[Stored data entries]
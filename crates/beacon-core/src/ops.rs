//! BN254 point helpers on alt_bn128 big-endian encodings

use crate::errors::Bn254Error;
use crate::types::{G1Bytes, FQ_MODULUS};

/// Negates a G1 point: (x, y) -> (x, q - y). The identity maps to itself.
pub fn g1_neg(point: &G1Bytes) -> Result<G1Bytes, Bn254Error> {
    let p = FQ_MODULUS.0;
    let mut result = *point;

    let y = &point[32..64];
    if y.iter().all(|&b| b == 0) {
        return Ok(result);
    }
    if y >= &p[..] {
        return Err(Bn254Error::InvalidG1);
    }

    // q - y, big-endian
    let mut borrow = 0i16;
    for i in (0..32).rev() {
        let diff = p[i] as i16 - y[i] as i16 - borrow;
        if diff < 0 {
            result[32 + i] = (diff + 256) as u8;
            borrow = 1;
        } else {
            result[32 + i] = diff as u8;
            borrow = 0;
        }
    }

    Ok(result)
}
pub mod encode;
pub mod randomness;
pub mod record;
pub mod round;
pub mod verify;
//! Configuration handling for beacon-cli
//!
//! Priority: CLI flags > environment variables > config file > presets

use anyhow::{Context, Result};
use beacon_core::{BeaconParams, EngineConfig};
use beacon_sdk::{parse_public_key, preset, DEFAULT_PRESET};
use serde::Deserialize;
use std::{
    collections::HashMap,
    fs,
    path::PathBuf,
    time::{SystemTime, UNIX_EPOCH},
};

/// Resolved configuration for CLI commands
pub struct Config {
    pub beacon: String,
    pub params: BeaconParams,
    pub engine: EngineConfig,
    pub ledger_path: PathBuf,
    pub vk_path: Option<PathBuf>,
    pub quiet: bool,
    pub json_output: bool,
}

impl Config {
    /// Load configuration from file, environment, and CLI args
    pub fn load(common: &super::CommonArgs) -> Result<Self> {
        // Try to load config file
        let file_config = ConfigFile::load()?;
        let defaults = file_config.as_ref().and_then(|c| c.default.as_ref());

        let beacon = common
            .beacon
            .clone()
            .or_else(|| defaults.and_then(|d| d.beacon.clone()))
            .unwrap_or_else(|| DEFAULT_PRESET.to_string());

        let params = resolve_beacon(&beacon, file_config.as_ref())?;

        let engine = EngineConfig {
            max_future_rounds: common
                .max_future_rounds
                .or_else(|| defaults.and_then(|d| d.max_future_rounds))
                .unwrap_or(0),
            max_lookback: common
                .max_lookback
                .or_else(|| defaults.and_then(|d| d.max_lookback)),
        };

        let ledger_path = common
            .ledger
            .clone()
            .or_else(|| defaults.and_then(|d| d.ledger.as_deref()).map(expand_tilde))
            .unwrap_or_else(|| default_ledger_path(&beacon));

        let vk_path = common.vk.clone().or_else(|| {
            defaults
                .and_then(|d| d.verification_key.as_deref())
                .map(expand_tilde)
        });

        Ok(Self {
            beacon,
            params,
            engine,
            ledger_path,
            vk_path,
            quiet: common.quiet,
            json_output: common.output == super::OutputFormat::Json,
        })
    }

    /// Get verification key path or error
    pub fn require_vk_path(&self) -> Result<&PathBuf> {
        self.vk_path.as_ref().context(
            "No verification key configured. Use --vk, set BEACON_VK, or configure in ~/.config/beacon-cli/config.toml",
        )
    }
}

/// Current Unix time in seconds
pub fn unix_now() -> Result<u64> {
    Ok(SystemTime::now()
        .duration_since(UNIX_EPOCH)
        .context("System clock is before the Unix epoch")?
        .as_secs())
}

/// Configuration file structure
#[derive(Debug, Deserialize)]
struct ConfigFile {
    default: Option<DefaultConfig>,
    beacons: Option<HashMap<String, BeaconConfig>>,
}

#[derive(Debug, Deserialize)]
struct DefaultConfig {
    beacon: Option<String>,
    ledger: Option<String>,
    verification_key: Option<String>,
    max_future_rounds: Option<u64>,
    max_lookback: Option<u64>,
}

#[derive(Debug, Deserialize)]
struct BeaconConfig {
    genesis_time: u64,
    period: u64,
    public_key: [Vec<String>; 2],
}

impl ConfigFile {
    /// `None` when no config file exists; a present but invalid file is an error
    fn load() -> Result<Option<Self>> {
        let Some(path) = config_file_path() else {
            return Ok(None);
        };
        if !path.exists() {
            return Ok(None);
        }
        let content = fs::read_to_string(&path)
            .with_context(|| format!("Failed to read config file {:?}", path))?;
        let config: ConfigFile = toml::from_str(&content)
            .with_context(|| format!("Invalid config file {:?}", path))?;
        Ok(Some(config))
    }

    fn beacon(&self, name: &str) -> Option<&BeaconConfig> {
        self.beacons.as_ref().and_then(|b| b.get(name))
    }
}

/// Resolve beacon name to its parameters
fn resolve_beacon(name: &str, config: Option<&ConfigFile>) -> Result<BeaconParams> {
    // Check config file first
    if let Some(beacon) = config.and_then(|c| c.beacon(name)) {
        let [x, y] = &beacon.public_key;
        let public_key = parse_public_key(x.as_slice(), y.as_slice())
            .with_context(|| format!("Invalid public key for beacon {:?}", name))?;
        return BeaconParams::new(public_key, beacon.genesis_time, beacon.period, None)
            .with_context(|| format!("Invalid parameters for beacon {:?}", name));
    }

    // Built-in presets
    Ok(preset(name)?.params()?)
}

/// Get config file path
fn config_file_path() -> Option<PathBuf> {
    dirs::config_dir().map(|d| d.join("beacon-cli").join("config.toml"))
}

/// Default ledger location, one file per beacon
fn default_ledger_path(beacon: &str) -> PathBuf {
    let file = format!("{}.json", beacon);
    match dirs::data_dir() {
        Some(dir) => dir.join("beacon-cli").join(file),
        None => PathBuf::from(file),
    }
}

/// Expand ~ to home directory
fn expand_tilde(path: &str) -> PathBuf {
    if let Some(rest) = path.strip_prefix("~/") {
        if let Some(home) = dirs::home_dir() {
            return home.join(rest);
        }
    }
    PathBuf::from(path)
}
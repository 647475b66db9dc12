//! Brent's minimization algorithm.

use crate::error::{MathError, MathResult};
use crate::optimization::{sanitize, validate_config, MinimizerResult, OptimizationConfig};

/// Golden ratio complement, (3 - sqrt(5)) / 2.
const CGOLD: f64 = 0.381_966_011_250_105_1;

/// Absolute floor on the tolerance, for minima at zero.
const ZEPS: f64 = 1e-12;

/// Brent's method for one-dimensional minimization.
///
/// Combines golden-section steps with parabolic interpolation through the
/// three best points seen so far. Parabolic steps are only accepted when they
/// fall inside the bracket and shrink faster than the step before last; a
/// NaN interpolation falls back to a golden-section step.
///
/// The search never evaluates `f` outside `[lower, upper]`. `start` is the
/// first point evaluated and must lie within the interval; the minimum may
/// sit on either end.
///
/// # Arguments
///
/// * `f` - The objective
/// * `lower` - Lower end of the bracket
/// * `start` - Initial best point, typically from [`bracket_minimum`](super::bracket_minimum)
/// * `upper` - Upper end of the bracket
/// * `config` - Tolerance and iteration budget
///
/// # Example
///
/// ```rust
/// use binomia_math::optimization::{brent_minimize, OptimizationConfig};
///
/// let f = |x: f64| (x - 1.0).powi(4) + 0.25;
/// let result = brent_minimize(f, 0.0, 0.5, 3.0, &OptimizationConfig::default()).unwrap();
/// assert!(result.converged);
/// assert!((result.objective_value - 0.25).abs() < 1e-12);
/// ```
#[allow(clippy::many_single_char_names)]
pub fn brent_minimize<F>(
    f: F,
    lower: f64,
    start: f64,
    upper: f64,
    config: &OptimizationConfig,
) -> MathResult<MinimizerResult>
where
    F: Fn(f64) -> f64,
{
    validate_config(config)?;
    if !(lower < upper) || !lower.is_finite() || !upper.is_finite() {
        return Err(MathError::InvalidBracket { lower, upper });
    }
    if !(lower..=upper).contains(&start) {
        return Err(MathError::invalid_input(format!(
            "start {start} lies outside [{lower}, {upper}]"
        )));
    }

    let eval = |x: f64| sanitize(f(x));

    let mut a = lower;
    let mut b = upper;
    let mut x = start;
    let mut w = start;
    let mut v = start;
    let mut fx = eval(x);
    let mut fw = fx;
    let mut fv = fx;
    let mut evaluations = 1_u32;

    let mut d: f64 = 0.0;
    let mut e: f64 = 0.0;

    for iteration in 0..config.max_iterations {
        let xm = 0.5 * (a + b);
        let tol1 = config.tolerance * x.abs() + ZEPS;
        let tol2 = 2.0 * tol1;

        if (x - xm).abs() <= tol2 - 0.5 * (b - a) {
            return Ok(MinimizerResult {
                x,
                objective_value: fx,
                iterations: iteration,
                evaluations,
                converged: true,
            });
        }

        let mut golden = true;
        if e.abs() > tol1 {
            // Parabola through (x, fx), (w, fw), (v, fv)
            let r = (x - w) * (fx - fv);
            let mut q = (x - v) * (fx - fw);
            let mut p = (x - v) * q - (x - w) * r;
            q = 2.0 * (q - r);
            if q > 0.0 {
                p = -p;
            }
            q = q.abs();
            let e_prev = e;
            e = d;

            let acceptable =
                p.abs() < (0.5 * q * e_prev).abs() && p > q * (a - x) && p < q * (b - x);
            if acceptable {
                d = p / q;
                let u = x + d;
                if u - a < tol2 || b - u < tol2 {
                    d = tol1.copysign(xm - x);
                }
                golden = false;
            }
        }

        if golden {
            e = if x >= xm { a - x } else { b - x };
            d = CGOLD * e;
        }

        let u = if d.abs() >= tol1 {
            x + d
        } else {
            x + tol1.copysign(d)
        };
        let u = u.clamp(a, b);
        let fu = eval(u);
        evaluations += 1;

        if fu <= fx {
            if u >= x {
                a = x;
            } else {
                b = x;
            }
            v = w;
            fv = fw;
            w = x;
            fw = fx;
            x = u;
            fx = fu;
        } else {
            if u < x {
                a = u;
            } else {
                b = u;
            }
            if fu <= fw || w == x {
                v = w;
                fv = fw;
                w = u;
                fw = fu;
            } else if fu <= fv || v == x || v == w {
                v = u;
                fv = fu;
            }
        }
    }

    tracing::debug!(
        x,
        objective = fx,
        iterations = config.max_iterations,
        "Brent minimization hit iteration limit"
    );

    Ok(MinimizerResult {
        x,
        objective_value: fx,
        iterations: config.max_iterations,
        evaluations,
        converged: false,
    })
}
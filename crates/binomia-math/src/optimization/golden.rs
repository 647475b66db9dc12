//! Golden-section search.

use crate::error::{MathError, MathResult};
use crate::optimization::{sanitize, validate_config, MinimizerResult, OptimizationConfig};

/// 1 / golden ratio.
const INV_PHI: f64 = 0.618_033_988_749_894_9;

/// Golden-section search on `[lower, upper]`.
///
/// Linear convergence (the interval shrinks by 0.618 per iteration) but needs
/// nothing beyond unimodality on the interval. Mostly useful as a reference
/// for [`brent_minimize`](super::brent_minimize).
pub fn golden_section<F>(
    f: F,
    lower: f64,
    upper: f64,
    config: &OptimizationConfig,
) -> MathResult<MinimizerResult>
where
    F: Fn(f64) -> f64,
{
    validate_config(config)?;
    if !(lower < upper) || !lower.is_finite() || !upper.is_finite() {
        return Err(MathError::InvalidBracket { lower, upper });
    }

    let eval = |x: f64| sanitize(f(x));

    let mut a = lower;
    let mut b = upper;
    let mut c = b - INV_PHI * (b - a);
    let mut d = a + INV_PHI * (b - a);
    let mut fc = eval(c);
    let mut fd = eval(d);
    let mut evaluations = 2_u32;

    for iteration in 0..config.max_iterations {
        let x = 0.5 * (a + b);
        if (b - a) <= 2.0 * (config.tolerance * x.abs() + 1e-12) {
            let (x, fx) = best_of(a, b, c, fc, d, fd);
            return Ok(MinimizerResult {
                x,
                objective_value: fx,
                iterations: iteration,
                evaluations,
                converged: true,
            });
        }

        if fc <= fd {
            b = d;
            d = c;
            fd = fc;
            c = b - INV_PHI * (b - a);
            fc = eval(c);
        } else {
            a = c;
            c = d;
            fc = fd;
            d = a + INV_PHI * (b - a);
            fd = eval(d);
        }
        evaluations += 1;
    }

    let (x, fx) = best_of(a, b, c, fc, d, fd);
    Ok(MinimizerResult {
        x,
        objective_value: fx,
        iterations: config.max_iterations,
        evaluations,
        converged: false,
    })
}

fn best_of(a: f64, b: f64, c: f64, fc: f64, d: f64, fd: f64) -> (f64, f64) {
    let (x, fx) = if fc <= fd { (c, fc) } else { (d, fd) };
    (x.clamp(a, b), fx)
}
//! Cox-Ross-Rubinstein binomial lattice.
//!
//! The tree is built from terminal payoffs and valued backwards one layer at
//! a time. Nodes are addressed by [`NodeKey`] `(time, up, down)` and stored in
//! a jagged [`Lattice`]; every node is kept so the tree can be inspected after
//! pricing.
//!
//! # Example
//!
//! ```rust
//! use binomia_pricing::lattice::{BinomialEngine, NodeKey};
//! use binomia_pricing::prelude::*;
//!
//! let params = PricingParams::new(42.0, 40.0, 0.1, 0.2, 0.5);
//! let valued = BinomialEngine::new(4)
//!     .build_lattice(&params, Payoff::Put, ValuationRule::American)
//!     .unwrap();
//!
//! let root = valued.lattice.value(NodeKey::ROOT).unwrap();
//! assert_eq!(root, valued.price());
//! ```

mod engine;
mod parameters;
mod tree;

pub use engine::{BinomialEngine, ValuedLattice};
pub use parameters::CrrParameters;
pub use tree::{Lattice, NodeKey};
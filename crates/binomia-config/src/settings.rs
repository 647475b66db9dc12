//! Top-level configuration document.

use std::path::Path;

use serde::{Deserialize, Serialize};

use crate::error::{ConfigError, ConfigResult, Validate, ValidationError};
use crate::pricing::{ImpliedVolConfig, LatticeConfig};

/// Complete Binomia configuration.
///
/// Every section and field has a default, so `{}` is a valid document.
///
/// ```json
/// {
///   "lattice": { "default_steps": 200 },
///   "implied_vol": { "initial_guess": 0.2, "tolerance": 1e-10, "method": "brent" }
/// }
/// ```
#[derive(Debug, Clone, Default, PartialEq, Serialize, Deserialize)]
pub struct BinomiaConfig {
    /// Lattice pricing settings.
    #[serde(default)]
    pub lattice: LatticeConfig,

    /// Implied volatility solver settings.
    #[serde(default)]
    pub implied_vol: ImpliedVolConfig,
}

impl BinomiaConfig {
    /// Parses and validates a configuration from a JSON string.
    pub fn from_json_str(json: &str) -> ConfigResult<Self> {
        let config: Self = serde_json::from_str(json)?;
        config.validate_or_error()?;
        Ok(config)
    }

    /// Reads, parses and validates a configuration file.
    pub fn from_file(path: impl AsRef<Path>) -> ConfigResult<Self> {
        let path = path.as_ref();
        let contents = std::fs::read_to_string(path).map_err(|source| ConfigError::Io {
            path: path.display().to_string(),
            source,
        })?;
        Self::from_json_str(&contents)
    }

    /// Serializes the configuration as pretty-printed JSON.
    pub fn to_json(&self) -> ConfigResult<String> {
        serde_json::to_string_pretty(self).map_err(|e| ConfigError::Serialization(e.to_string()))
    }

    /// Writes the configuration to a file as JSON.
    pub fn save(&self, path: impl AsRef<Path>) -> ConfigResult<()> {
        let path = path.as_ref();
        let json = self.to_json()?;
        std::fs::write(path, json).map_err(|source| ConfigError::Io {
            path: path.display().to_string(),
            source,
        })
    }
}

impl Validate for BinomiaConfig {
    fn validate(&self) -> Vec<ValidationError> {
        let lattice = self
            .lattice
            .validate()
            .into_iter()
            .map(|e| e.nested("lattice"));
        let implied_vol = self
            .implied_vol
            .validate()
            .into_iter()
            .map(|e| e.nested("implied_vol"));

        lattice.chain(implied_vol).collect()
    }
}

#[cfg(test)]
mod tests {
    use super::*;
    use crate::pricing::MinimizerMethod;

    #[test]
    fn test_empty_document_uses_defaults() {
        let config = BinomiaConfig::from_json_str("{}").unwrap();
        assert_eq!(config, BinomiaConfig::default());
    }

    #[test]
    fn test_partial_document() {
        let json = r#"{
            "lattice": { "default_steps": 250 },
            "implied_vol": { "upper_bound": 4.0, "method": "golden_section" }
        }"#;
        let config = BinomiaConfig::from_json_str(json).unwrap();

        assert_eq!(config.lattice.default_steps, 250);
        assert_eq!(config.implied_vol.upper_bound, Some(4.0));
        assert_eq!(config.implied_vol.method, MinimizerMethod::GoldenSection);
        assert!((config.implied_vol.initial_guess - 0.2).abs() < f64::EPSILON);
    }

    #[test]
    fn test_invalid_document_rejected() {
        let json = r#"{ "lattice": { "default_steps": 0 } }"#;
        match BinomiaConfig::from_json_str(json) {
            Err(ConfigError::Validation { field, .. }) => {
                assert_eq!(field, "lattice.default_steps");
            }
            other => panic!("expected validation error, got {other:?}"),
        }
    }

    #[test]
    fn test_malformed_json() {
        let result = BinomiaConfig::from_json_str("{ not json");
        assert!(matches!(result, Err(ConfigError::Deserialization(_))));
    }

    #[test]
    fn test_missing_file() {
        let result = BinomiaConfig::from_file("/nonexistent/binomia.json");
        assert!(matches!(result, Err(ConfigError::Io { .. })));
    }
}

__Problem description__
Pull out every line above that holds the word "DefaultConfig".

__Answer__
    default: Option<DefaultConfig>,
struct DefaultConfig {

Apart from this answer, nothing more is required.